There have been protests outside offices of Hartree Partners, in several countries; one round of protests started on 24 February 2026 outside the Oslo offices of Hartree Partners. The company is one of the largest investors of the mining company. A media outlet said on 26 February 2026, that Hartree Partners "does not answer emails, phone calls, or messages"; furthermore, "they do not answer journalists". Media has published pictures of 26 February protests outside Norway's embassy in Helsinki. There were also protests [at commercial property] in London and Genève with non-independent sources documenting them with photos. Furthermore, there were protests in Hamburg, Melbourne, and New York according to media. Oaktree Capital Management owns Hartree partners. Earlier (October 2025), there was a protest in London. The owner of the mining company "Nussir" is Blue Moon Metals and Hartree/Oaktree.
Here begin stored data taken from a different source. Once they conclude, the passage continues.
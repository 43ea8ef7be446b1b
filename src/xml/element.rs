//! XML node tree with a quick-xml backed reader and a writer that produces the
//! two-space indented layout XLIFF consumers expect.

use std::io::{BufRead, Write};

use quick_xml::{
    Reader, Writer,
    escape::{escape, partial_escape},
    events::{BytesEnd, BytesStart, BytesText, Event, attributes::Attribute},
};

use crate::{error::Error, traits::Parser, xml::query::Query};

const INDENT: &str = "  ";

/// A child of an element: either a nested element or a run of text.
#[derive(Debug, Clone, PartialEq, Eq)]
pub enum Node {
    Element(Element),
    Text(String),
}

#[derive(Debug, Clone, Default, PartialEq, Eq)]
pub struct Element {
    /// Qualified name as written, e.g. `trans-unit` or `xml:space`.
    pub name: String,
    /// Attributes in document order, values unescaped.
    pub attributes: Vec<(String, String)>,
    pub children: Vec<Node>,
}

/// A parsed or constructed XML document.
///
/// The document node is an unnamed element whose children are the top-level
/// nodes, so `document.query().query("xliff")` reaches the root element.
#[derive(Debug, Clone, Default, PartialEq, Eq)]
pub struct Document {
    root: Element,
}

impl Element {
    pub fn attr(&self, name: &str) -> Option<&str> {
        self.attributes
            .iter()
            .find(|(key, _)| key == name)
            .map(|(_, value)| value.as_str())
    }

    /// Elements that keep an explicit closing tag even when they have no
    /// children.
    fn preserves_space(&self) -> bool {
        self.attr("xml:space") == Some("preserve")
    }

    fn has_element_children(&self) -> bool {
        self.children
            .iter()
            .any(|child| matches!(child, Node::Element(_)))
    }

    /// Whitespace between child elements is layout, not content.
    fn drop_layout_whitespace(&mut self) {
        if self.has_element_children() {
            self.children.retain(|child| match child {
                Node::Text(text) => !text.trim().is_empty(),
                Node::Element(_) => true,
            });
        }
    }
}

impl Document {
    /// A document with a single root element.
    pub fn new(root: Node) -> Self {
        Document {
            root: Element {
                children: vec![root],
                ..Default::default()
            },
        }
    }

    /// The document node, wrapped for navigation.
    pub fn query(&self) -> Query<'_> {
        Query::from(&self.root)
    }
}

/// Builds an element node. Attributes whose value is `None` are left out.
pub fn make_element(name: &str, attributes: &[(&str, Option<&str>)], children: Vec<Node>) -> Node {
    Node::Element(Element {
        name: name.to_string(),
        attributes: attributes
            .iter()
            .filter_map(|(key, value)| value.map(|v| (key.to_string(), v.to_string())))
            .collect(),
        children,
    })
}

pub fn make_text(text: impl Into<String>) -> Node {
    Node::Text(text.into())
}

/// Escapes `&`, `<`, `>`, `"` and `'` for use inside an attribute value.
pub fn escape_value(value: &str) -> String {
    escape(value).into_owned()
}

/// Escapes `&`, `<` and `>` for use as element text.
pub fn escape_text(text: &str) -> String {
    partial_escape(text).into_owned()
}

impl Parser for Document {
    fn from_reader<R: BufRead>(reader: R) -> Result<Self, Error> {
        let mut xml_reader = Reader::from_reader(reader);
        xml_reader.config_mut().trim_text(false);

        let mut buf = Vec::new();
        // Open elements, outermost first; index 0 is the document node.
        let mut stack = vec![Element::default()];

        loop {
            match xml_reader.read_event_into(&mut buf)? {
                Event::Start(ref e) => stack.push(read_start(e)?),
                Event::Empty(ref e) => {
                    let element = read_start(e)?;
                    append(&mut stack, Node::Element(element));
                }
                Event::End(_) => {
                    let mut element = match stack.pop() {
                        Some(element) if !stack.is_empty() => element,
                        _ => return Err(Error::invalid_document("unexpected closing tag")),
                    };
                    element.drop_layout_whitespace();
                    append(&mut stack, Node::Element(element));
                }
                Event::Text(e) => {
                    let text = e.unescape()?;
                    append(&mut stack, Node::Text(text.into_owned()));
                }
                Event::CData(e) => {
                    let text = String::from_utf8_lossy(&e.into_inner()).into_owned();
                    append(&mut stack, Node::Text(text));
                }
                Event::Eof => break,
                _ => {}
            }
            buf.clear();
        }

        let mut root = stack.swap_remove(0);
        if let Some(open) = stack.last() {
            return Err(Error::invalid_document(format!(
                "unclosed element `{}`",
                open.name
            )));
        }
        root.drop_layout_whitespace();
        Ok(Document { root })
    }

    fn to_writer<W: Write>(&self, mut writer: W) -> Result<(), Error> {
        let mut xml_writer = Writer::new(&mut writer);
        write_nodes(&mut xml_writer, &self.root.children, 0, true)
    }
}

fn read_start(e: &BytesStart<'_>) -> Result<Element, Error> {
    let mut attributes = Vec::new();
    for attr in e.attributes() {
        let attr = attr.map_err(|e| Error::invalid_document(e.to_string()))?;
        let key = String::from_utf8_lossy(attr.key.as_ref()).into_owned();
        let value = attr.unescape_value()?.into_owned();
        attributes.push((key, value));
    }
    Ok(Element {
        name: String::from_utf8_lossy(e.name().as_ref()).into_owned(),
        attributes,
        children: Vec::new(),
    })
}

fn append(stack: &mut [Element], node: Node) {
    if let Some(parent) = stack.last_mut() {
        parent.children.push(node);
    }
}

fn write_nodes<W: Write>(
    xml_writer: &mut Writer<W>,
    nodes: &[Node],
    depth: usize,
    first_line: bool,
) -> Result<(), Error> {
    for (index, node) in nodes.iter().enumerate() {
        match node {
            Node::Element(element) => {
                let mut indent = if first_line && index == 0 {
                    String::new()
                } else {
                    String::from("\n")
                };
                indent.push_str(&INDENT.repeat(depth));
                xml_writer.write_event(Event::Text(BytesText::from_escaped(indent)))?;
                write_element(xml_writer, element, depth)?;
            }
            Node::Text(text) => {
                xml_writer.write_event(Event::Text(BytesText::from_escaped(escape_text(text))))?;
            }
        }
    }
    Ok(())
}

fn write_element<W: Write>(
    xml_writer: &mut Writer<W>,
    element: &Element,
    depth: usize,
) -> Result<(), Error> {
    let mut start = BytesStart::new(element.name.as_str());
    for (key, value) in &element.attributes {
        let escaped = escape_value(value);
        start.push_attribute(Attribute::from((key.as_bytes(), escaped.as_bytes())));
    }

    if element.children.is_empty() && !element.preserves_space() {
        xml_writer.write_event(Event::Empty(start))?;
        return Ok(());
    }

    xml_writer.write_event(Event::Start(start))?;
    write_nodes(xml_writer, &element.children, depth + 1, false)?;
    if element.has_element_children() {
        let closing_indent = format!("\n{}", INDENT.repeat(depth));
        xml_writer.write_event(Event::Text(BytesText::from_escaped(closing_indent)))?;
    }
    xml_writer.write_event(Event::End(BytesEnd::new(element.name.as_str())))?;
    Ok(())
}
Organizations that are opposing the ocean dumping, include Nature and Youth, and the Norwegian Society for the Conservation of Nature. The site is called "The Nussir mine", or Nussir-gruven

Protesters have been arrested by police (also prior to 2024), and blockades of construction machinery are events that have been compared to the Alta conflict. However, during the Alta conflict the government deployed 600 police officers to reinforce the local police that were trying to prevent acts of civil disobedience.

Protests at the construction site are ongoing as of January 2026.

Earlier (year 2021), the largest "copper contract" in Norwegian history, was cancelled; Aurubis no longer was the buyer (of the copper), in that mining project.